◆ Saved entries

┏━━

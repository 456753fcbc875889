//! API error types for the JIRA client.

use serde_json::Value;
use thiserror::Error;

use crate::pipeline::PipelineError;

/// Errors that can occur when interacting with the JIRA API.
#[derive(Debug, Error)]
pub enum ApiError {
    /// Authentication failed - invalid email or API token.
    #[error("Authentication failed: check your email and API token")]
    Unauthorized,

    /// Permission denied - user lacks access to the resource.
    #[error("Permission denied: you don't have access to this resource")]
    Forbidden,

    /// Resource not found.
    #[error("Resource not found: {0}")]
    NotFound(String),

    /// The request was rejected as invalid.
    #[error("Invalid request: {0}")]
    Validation(String),

    /// Conflict error - the resource was modified by another request.
    #[error("Conflict: the resource was modified concurrently. Please refresh and try again")]
    Conflict,

    /// Rate limited by the JIRA API.
    #[error("Rate limited: please wait before retrying")]
    RateLimited,

    /// JIRA server error.
    #[error("JIRA server error: {0}")]
    ServerError(String),

    /// Any other non-success status.
    #[error("Unexpected HTTP {status}: {message}")]
    Api { status: u16, message: String },

    /// Invalid response from the API.
    #[error("Invalid API response: {0}")]
    InvalidResponse(String),

    /// Connection validation failed.
    #[error("Connection validation failed: {0}")]
    ConnectionFailed(String),

    /// Client configuration problem.
    #[error("Configuration error: {0}")]
    Config(String),

    /// Failure below the API layer: network, timeout or pipeline contract.
    #[error(transparent)]
    Pipeline(#[from] PipelineError),
}

/// Result type for API operations.
pub type Result<T> = std::result::Result<T, ApiError>;

impl ApiError {
    /// Create an error from an HTTP status code.
    ///
    /// `body` is the error payload JIRA answered with, when there was one;
    /// its `errorMessages` and `errors` entries become the error detail.
    /// `context` names the resource for messages that need one.
    pub fn from_status(status: reqwest::StatusCode, body: Option<&str>, context: &str) -> Self {
        let detail = body.and_then(extract_error_messages);
        match status.as_u16() {
            400 => ApiError::Validation(detail.unwrap_or_else(|| "invalid request".to_string())),
            401 => ApiError::Unauthorized,
            403 => ApiError::Forbidden,
            404 => ApiError::NotFound(context.to_string()),
            409 => ApiError::Conflict,
            429 => ApiError::RateLimited,
            500..=599 => ApiError::ServerError(format!(
                "HTTP {}: {}",
                status,
                detail.unwrap_or_else(|| context.to_string())
            )),
            code => ApiError::Api {
                status: code,
                message: detail.unwrap_or_else(|| context.to_string()),
            },
        }
    }

    /// Lift a pipeline failure into the API taxonomy.
    ///
    /// HTTP status failures are mapped by their code and error payload;
    /// everything else passes through unchanged.
    pub fn from_pipeline(error: PipelineError) -> Self {
        match error {
            PipelineError::HttpStatus {
                status, body, url, ..
            } => Self::from_status(status, body.as_deref(), &url),
            other => ApiError::Pipeline(other),
        }
    }
}

/// Collect the human-readable messages out of a JIRA error payload.
///
/// JIRA reports errors two ways at once: a flat `errorMessages` array and a
/// field-keyed `errors` object. Both are joined into one line.
fn extract_error_messages(body: &str) -> Option<String> {
    let value: Value = serde_json::from_str(body).ok()?;
    let mut messages = Vec::new();

    if let Some(list) = value.get("errorMessages").and_then(Value::as_array) {
        for entry in list {
            if let Some(text) = entry.as_str() {
                messages.push(text.to_string());
            }
        }
    }
    if let Some(fields) = value.get("errors").and_then(Value::as_object) {
        for (field, text) in fields {
            if let Some(text) = text.as_str() {
                messages.push(format!("{}: {}", field, text));
            }
        }
    }

    if messages.is_empty() {
        None
    } else {
        Some(messages.join("; "))
    }
}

┗━━

◆ Problem requirements
Find and copy each line above that includes the string "request".

◆ Answer section
    /// The request was rejected as invalid.
    #[error("Invalid request: {0}")]
    /// Conflict error - the resource was modified by another request.
            400 => ApiError::Validation(detail.unwrap_or_else(|| "invalid request".to_string())),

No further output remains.